Stylistic Self-Consciousness Versus Parody in David Mamet: A Response to Maurice Charney
Verna A. Foster
Published in Connotations Vol. 15.1-3 (2005/06)
Defining parody as "a form of imitation for satirical purposes," Maurice Charney in his essay "Parody—and Self−Parody in David Mamet" notes that it is an "acute, stylistic self−consciousness" such as Mamet's that "makes parody, and especially self−parody, possible" (77, 78). Charney raises the fascinating question of whether in Oleanna and Boston Marriage in particular Mamet is parodying himself. Mamet's "acute self−consciousness of style," Charney argues, "involves elaborate and knowing parody, if not what we may call self−parody. Mamet is always and consistently Mametesque" (81). I certainly would concur with Charney's view of Mamet's style. But I would also ask whether self−conscious style, while clearly containing the potential for self−parody, is always necessarily parodic? If not, at what point does self−conscious style become self−parody? And to what effect?
Of necessity, such questions as these pertain to the later works of writers, for self−parody cannot be recognized as such until a particular authorial style has become established. The above questions especially apply to dramatists, whose language is written to be spoken. Actors' intonations, as Charney suggests, further underscore what is stylized in the spoken lines (81). In the later works of self−conscious stylists such as Mamet (or Pinter, also referenced by Charney) it can be quite difficult to distinguish between parody and the continuing use from play to play of a verbal style with which audiences and readers have become familiar and the characteristics of which critics have been at [→page 187] some pains to identify. Charney identifies salient charactersitics of Mamet's style: "the macho vaunting, the sudden bursts of slang and colloquial, the overwrought literary style, the excessive pauses, silences fraught with meaning (or with emptiness), endless repetition, fragmentary and unintelligible speech and syntax" (87). To these characteristics, I would add others (some of them mentioned by Charney elsewhere in his essay) drawn from four earlier plays—Sexual Perversity in Chicago, American Buffalo, Glengarry Glen Ross, and Speed−The−Plow: frequent use of expletives (the Mametesque characteristic par excellence in the popular view); emphasis placed on particular words (in italics) in lieu of explicit explanation of the idea behind them; emphasis on phatic communication represented by repetitions of words relating to saying, understanding, etc.; characters' talking around a subject while each asserts that he understands what the other is talking about; clichés; misogynistic remarks; one−sided phone conversations.
Throughout his work Mamet demonstrates an acute ear for various kinds of professional discourse.

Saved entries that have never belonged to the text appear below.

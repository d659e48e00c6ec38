//! Access traits for sparse matrix consumers
//!
//! These are pure interfaces: renderers and the linear-algebra kernels are
//! written against them rather than against the concrete facade, so any
//! storage that honors the contract can sit behind them.

use crate::Result;

/// Core read-only sparse matrix access
pub trait SparseAccess {
    /// Matrix dimensions as (rows, cols)
    fn dims(&self) -> (usize, usize);

    /// Number of stored elements
    fn nnz(&self) -> usize;

    /// Value of a cell
    ///
    /// Returns exactly `0.0` for an in-bounds cell with no stored element
    /// and fails with an index error outside the declared bounds.
    fn value_at(&self, row: usize, col: usize) -> Result<f64>;
}

/// Extension trait for ordered traversal of stored cells
pub trait SparseEntries: SparseAccess {
    /// Stored (col, value) pairs of one row in ascending column order
    ///
    /// Returns an empty vector for a row with no stored elements.
    fn row_entries(&self, row: usize) -> Vec<(usize, f64)>;

    /// All stored (row, col, value) cells in ascending (row, column) order
    fn entries(&self) -> Vec<(usize, usize, f64)>;
}
//! Row index: the ordered sequence of nonempty rows owned by a matrix

use crate::storage::Row;

/// Ordered collection of row chains keyed by row index
///
/// Rows are kept strictly ascending by row index with each index stored at
/// most once, regardless of the order callers create them in. Row bounds are
/// enforced by the facade before any call lands here.
#[derive(Debug, Clone, Default, PartialEq)]
#[cfg_attr(feature = "serde", derive(serde::Serialize, serde::Deserialize))]
pub struct RowIndex {
    rows: Vec<Row>,
}

impl RowIndex {
    /// Create an empty row index (the all-zero matrix)
    pub const fn new() -> Self {
        Self { rows: Vec::new() }
    }

    /// Stored rows in ascending row order
    pub fn rows(&self) -> &[Row] {
        &self.rows
    }

    /// Read-only lookup of a row chain
    pub fn locate(&self, row: usize) -> Option<&Row> {
        match self.rows.binary_search_by_key(&row, Row::index) {
            Ok(pos) => Some(&self.rows[pos]),
            Err(_) => None,
        }
    }

    /// Mutable lookup of a row chain
    pub fn locate_mut(&mut self, row: usize) -> Option<&mut Row> {
        match self.rows.binary_search_by_key(&row, Row::index) {
            Ok(pos) => Some(&mut self.rows[pos]),
            Err(_) => None,
        }
    }

    /// Find a row chain, creating an empty one at its ascending position
    /// if absent
    pub fn locate_or_create(&mut self, row: usize) -> &mut Row {
        let pos = match self.rows.binary_search_by_key(&row, Row::index) {
            Ok(pos) => pos,
            Err(pos) => {
                self.rows.insert(pos, Row::new(row));
                pos
            }
        };
        &mut self.rows[pos]
    }

    /// Remove every row whose element sequence is empty
    pub fn purge_empty(&mut self) {
        self.rows.retain(|row| !row.is_empty());
    }

    /// Total number of stored elements across all rows
    pub fn nnz(&self) -> usize {
        self.rows.iter().map(Row::len).sum()
    }
}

In his critiques of corporate America (in plays such as American Buffalo and Glengarry Glen Ross), he walks a fine line between the kind of habitual stylization of dialogue (the style we have come to call Mametesque) that has allowed him to get at the corrupt power relations lying beneath various kinds of professional jargon and parody of the obliquities of such jargon. The result is dialogue that is comic as well as edgy, entertaining as well as subtly critical of its speaker, and, one can say, self−parodic as well as parodic. Through such parody Mamet is a moral satirist and cultural critic. Such parody, and indeed self−parody, serves Mamet well in Oleanna, but Mametesque style does not operate in the same way in the more problematic, and to my mind, not entirely successful Boston Marriage.
In Oleanna Mamet's stylistic quirks work, as they do in his earlier plays, to convey by implication his major themes. Just as American Buffalo and Glengarry Glen Ross take on American business, so Oleanna takes on higher education, addressing the damage that abuse of power, whether by the teacher or the student, can do to the educational [→page 188] process. For a full analysis of Oleanna in these terms see my "Sex, Power, and Pedagogy in Mamet's Oleanna and Ionesco's The Lesson," American Drama 5.1 (Fall 1995): 36−50. The play opens with a one−sided phone conversation in which John, a college professor, is talking to his wife about the house they are buying, ignoring a student, Carol, who waits for him to finish. Already the power relations between professor and student are established. (They will be reversed by the play's end.)
And what about the land. (Pause) The land. And what about the land. (Pause) What about it? (Pause) No. I don't understand. Well, yes. I'm I'm … no, I'm sure it's signif … I'm sure it's significant. (Pause) Because it's significant to mmmmmm … did you call Jerry? (Pause) Because … no, no, no, no, no. What did they say … ? Did you speak to the real estate … where is she … ? Well, well, all right. Where are her notes? Where are the notes we took with her? (Pause) I thought you were? No. No, I'm sorry, I didn't mean that, I just thought that I saw you, when we were there … what … ? I thought I saw you with a pencil. (1) David Mamet, Oleanna (New York: Vintage Books, 1993).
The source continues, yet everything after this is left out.